Content Types stream — A specially-named stream that defines mappings from part names to content types. The content types stream is not itself a part, and is not URI addressable.

device — A piece of hardware, such as a personal computer, printer, or scanner, that performs a single function or set of functions.

format consumer — A consumer that consumes packages conforming to a format designer's specification.

format designer — The author of a particular file format specification built on this Open Packaging Conventions specification.

format producer — A producer that produces packages conforming to a format designer's specification.

growth hint — A suggested number of bytes to reserve for a part to grow in-place.

interleaved ordering — The layout style of a physical package where parts are broken into pieces and “mixed-in” with pieces from other parts. When delivered, interleaved packages can help improve the performance of the consumer processing the package.

layout style — The style in which the collection of parts in a physical package is laid out: either simple ordering or interleaved ordering.

local access — The access architecture in which a pipe carries data directly from a producer to a consumer on a single device.

logical item name — An abstraction that allows package implementers to manipulate physical data items consistently regardless of whether those data items can be mapped to parts or not or whether the package is laid out with simple ordering or interleaved ordering.

networked access — The access architecture in which a consumer and the producer communicate over a protocol, such as across a process boundary, or between a server and a desktop computer.

pack URI — A URI scheme that allows URIs to be used as a uniform mechanism for addressing parts within a package. Pack URIs are used as Base URIs for resolving relative references among parts in a package.

package — A logical entity that holds a collection of parts.

package implementer — Software that implements the physical input-output operations to a package according to the requirements and recommendations of this Open Packaging specification. A package implementer is used by a producer or consumer to interact with a physical package. A package implementer may be either a stand-alone API or may be an integrated component of a producer, consumer application, or device.

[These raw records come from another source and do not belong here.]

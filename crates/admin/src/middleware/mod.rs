//! HTTP middleware stack for admin.
//!
//! # Middleware Order (bottom to top in Router)
//!
//! 1. Sentry layer (capture errors)
//! 2. `TraceLayer` (request tracing)
//! 3. Request ID (add unique ID to each request)
//! 4. Session layer (tower-sessions with in-memory store)
//! 5. Session expiry (ends the login when the backend answers 401)
//!
//! Route guards are extractors ([`RequireStaff`], [`RequireSuperAdmin`]) so
//! each handler states its own requirement.

pub mod auth;
pub mod flash;
pub mod request_id;
pub mod session;

pub use auth::{OptionalAdmin, RequireStaff, RequireSuperAdmin};
pub use flash::Flash;
pub use request_id::request_id_middleware;
pub use session::{create_session_layer, expire_session};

package model — A package abstraction that holds a collection of parts.

package relationship — A relationship whose target is a part and whose source is the package as a whole. Package relationships are found in the package relationships part named “/_rels/.rels”.

part — A stream of bytes with a MIME content type and associated common properties. Typically corresponds to a file
example: : on a file system
, a stream
example: : in a compound file ], or a resource [
example: : in an HTTP URI
.

part name — The path component of a pack URI. Part names are used to refer to a part in the context of a package, typically as part of a URI.

physical model — A description of the capabilities of a particular physical format.

physical package format — A specific file format, or other persistence or transport mechanism, that can represent all of the capabilities of a package.

piece — A portion of a part. Pieces of different parts may be interleaved together. The individual pieces are named using a unique mapping from the part name. Piece name grammar is not equivalent to the part name grammar. Pieces are not addressable in the package model.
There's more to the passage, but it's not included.